--- Exercise aim ---
The data should be restated word for word, in full.

(Saved data entries)

Start of Block

// III-IV
// Copyright 2023 Julio Merino
//
// Licensed under the Apache License, Version 2.0 (the "License"); you may not
// use this file except in compliance with the License.  You may obtain a copy
// of the License at:
//
//     http://www.apache.org/licenses/LICENSE-2.0
//
// Unless required by applicable law or agreed to in writing, software
// distributed under the License is distributed on an "AS IS" BASIS, WITHOUT
// WARRANTIES OR CONDITIONS OF ANY KIND, either express or implied.  See the
// License for the specific language governing permissions and limitations
// under the License.

//! Verbosity levels for database logging.

use std::fmt;
use std::str::FromStr;

/// Errors raised when parsing a level name strictly.
#[derive(Debug, PartialEq, thiserror::Error)]
pub enum LevelError {
    /// Indicates that the given name does not match any known level.
    #[error("Unknown log level '{0}'; must be one of error, warn, info or silent")]
    Unknown(String),
}

/// Verbosity threshold for the messages emitted by the database layer.
///
/// Levels are ordered from the least verbose to the most verbose so that a message at level `L`
/// is emitted only when the configured threshold is greater than or equal to `L`.
#[derive(Clone, Copy, Debug, Eq, Hash, Ord, PartialEq, PartialOrd)]
pub enum Level {
    /// Nothing is emitted.
    Silent,

    /// Only errors are emitted.
    Error,

    /// Errors and warnings are emitted, and so are statement traces.
    Warn,

    /// Everything is emitted.
    Info,
}

impl Level {
    /// Maps a level `name` to a level, falling back to `Silent` for any unknown name.
    ///
    /// Names are case-sensitive.
    pub fn parse_lossy(name: &str) -> Level {
        name.parse().unwrap_or(Level::Silent)
    }

    /// Returns the canonical name of the level.
    pub fn as_str(self) -> &'static str {
        match self {
            Level::Silent => "silent",
            Level::Error => "error",
            Level::Warn => "warn",
            Level::Info => "info",
        }
    }

    /// Returns true if a message at `level` passes this threshold.
    pub fn allows(self, level: Level) -> bool {
        level != Level::Silent && level <= self
    }

    /// Returns true if statement traces are emitted under this threshold.
    pub fn traces(self) -> bool {
        matches!(self, Level::Info | Level::Warn)
    }
}

impl FromStr for Level {
    type Err = LevelError;

    fn from_str(s: &str) -> Result<Self, Self::Err> {
        match s {
            "silent" => Ok(Level::Silent),
            "error" => Ok(Level::Error),
            "warn" => Ok(Level::Warn),
            "info" => Ok(Level::Info),
            s => Err(LevelError::Unknown(s.to_owned())),
        }
    }
}

impl fmt::Display for Level {
    fn fmt(&self, f: &mut fmt::Formatter<'_>) -> fmt::Result {
        f.write_str(self.as_str())
    }
}

/// Returns true if `name` is one of the recognized level names.
pub fn is_valid_level(name: &str) -> bool {
    name.parse::<Level>().is_ok()
}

End of Block

--- Written solution ---
// III-IV
// Copyright 2023 Julio Merino
//
// Licensed under the Apache License, Version 2.0 (the "License"); you may not
// use this file except in compliance with the License.  You may obtain a copy
// of the License at:
//
//     http://www.apache.org/licenses/LICENSE-2.0
//
// Unless required by applicable law or agreed to in writing, software
// distributed under the License is distributed on an "AS IS" BASIS, WITHOUT
// WARRANTIES OR CONDITIONS OF ANY KIND, either express or implied.  See the
// License for the specific language governing permissions and limitations
// under the License.

//! Verbosity levels for database logging.

use std::fmt;
use std::str::FromStr;

/// Errors raised when parsing a level name strictly.
#[derive(Debug, PartialEq, thiserror::Error)]
pub enum LevelError {
    /// Indicates that the given name does not match any known level.
    #[error("Unknown log level '{0}'; must be one of error, warn, info or silent")]
    Unknown(String),
}

/// Verbosity threshold for the messages emitted by the database layer.
///
/// Levels are ordered from the least verbose to the most verbose so that a message at level `L`
/// is emitted only when the configured threshold is greater than or equal to `L`.
#[derive(Clone, Copy, Debug, Eq, Hash, Ord, PartialEq, PartialOrd)]
pub enum Level {
    /// Nothing is emitted.
    Silent,

    /// Only errors are emitted.
    Error,

    /// Errors and warnings are emitted, and so are statement traces.
    Warn,

    /// Everything is emitted.
    Info,
}

impl Level {
    /// Maps a level `name` to a level, falling back to `Silent` for any unknown name.
    ///
    /// Names are case-sensitive.
    pub fn parse_lossy(name: &str) -> Level {
        name.parse().unwrap_or(Level::Silent)
    }

    /// Returns the canonical name of the level.
    pub fn as_str(self) -> &'static str {
        match self {
            Level::Silent => "silent",
            Level::Error => "error",
            Level::Warn => "warn",
            Level::Info => "info",
        }
    }

    /// Returns true if a message at `level` passes this threshold.
    pub fn allows(self, level: Level) -> bool {
        level != Level::Silent && level <= self
    }

    /// Returns true if statement traces are emitted under this threshold.
    pub fn traces(self) -> bool {
        matches!(self, Level::Info | Level::Warn)
    }
}

impl FromStr for Level {
    type Err = LevelError;

    fn from_str(s: &str) -> Result<Self, Self::Err> {
        match s {
            "silent" => Ok(Level::Silent),
            "error" => Ok(Level::Error),
            "warn" => Ok(Level::Warn),
            "info" => Ok(Level::Info),
            s => Err(LevelError::Unknown(s.to_owned())),
        }
    }
}

impl fmt::Display for Level {
    fn fmt(&self, f: &mut fmt::Formatter<'_>) -> fmt::Result {
        f.write_str(self.as_str())
    }
}

/// Returns true if `name` is one of the recognized level names.
pub fn is_valid_level(name: &str) -> bool {
    name.parse::<Level>().is_ok()
}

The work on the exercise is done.